Task brief: Go through the records and report each line holding the string "MailboxGuard".

Records contained in a dataset

━━━━━━━━━━━━━━━━

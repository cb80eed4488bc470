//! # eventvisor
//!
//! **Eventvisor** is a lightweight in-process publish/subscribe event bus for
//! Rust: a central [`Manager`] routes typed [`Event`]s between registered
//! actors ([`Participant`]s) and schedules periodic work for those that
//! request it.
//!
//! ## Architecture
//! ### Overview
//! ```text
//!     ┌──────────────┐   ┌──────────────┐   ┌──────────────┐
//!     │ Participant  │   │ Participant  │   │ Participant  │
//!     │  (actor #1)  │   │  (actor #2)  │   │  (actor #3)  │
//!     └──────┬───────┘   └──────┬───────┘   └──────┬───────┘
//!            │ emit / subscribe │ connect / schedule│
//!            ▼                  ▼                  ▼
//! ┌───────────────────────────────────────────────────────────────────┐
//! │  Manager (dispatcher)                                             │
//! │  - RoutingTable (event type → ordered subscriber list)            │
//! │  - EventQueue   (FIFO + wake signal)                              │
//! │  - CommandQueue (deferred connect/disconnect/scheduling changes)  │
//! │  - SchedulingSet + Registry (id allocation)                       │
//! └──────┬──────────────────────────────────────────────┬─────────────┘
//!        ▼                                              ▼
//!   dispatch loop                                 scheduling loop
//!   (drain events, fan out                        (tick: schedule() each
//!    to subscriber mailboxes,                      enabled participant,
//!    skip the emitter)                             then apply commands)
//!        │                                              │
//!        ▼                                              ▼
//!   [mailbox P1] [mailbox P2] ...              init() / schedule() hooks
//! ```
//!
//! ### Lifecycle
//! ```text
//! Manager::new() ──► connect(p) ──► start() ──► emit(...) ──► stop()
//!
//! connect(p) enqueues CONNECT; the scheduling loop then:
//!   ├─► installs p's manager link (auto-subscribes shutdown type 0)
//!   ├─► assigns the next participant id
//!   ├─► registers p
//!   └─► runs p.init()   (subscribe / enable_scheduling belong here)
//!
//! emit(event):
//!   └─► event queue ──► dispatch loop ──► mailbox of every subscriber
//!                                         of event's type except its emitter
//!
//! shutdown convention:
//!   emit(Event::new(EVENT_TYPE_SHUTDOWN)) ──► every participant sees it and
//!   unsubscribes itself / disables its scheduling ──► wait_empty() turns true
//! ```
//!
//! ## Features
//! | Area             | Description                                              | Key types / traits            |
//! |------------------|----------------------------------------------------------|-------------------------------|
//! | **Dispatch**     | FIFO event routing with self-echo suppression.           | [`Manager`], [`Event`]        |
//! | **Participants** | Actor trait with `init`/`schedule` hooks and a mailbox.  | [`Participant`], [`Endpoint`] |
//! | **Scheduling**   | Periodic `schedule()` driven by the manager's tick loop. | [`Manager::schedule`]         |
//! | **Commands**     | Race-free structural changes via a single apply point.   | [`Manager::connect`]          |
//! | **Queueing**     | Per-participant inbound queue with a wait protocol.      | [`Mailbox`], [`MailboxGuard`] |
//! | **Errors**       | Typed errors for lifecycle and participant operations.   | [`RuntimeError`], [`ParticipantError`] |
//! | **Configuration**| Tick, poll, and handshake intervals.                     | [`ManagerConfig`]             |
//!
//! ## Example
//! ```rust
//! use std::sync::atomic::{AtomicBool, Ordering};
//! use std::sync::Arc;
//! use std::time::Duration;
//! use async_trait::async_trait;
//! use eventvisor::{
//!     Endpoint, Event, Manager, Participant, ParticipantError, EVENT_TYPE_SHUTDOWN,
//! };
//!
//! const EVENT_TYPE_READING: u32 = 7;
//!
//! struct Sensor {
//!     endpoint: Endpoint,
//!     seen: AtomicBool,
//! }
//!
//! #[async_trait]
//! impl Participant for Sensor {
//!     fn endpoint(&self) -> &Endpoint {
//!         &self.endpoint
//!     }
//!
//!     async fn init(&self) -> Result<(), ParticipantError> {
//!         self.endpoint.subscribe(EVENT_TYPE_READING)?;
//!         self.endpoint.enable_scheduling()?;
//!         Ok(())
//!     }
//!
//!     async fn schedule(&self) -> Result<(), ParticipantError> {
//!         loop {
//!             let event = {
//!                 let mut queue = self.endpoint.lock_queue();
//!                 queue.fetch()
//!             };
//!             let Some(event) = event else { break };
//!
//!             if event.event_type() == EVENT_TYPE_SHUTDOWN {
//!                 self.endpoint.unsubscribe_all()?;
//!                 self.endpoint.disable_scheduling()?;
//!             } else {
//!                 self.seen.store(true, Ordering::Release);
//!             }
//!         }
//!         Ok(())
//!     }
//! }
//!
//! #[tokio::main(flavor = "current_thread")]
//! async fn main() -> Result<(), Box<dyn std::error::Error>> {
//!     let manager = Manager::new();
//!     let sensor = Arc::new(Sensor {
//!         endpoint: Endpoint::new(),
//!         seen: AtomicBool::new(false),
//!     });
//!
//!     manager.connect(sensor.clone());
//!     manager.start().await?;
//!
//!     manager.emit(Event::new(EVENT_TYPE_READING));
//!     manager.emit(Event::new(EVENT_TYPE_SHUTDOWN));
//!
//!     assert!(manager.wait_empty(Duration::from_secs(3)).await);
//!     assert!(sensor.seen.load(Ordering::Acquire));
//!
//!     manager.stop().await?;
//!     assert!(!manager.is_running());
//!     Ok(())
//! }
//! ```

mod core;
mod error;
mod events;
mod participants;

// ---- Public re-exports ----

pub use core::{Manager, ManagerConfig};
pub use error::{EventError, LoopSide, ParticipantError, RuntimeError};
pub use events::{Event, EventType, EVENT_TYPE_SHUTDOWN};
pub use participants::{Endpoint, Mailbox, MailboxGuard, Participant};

━━━━━━━━━━━━━━━━

Solved problem:
//! | **Queueing**     | Per-participant inbound queue with a wait protocol.      | [`Mailbox`], [`MailboxGuard`] |
pub use participants::{Endpoint, Mailbox, MailboxGuard, Participant};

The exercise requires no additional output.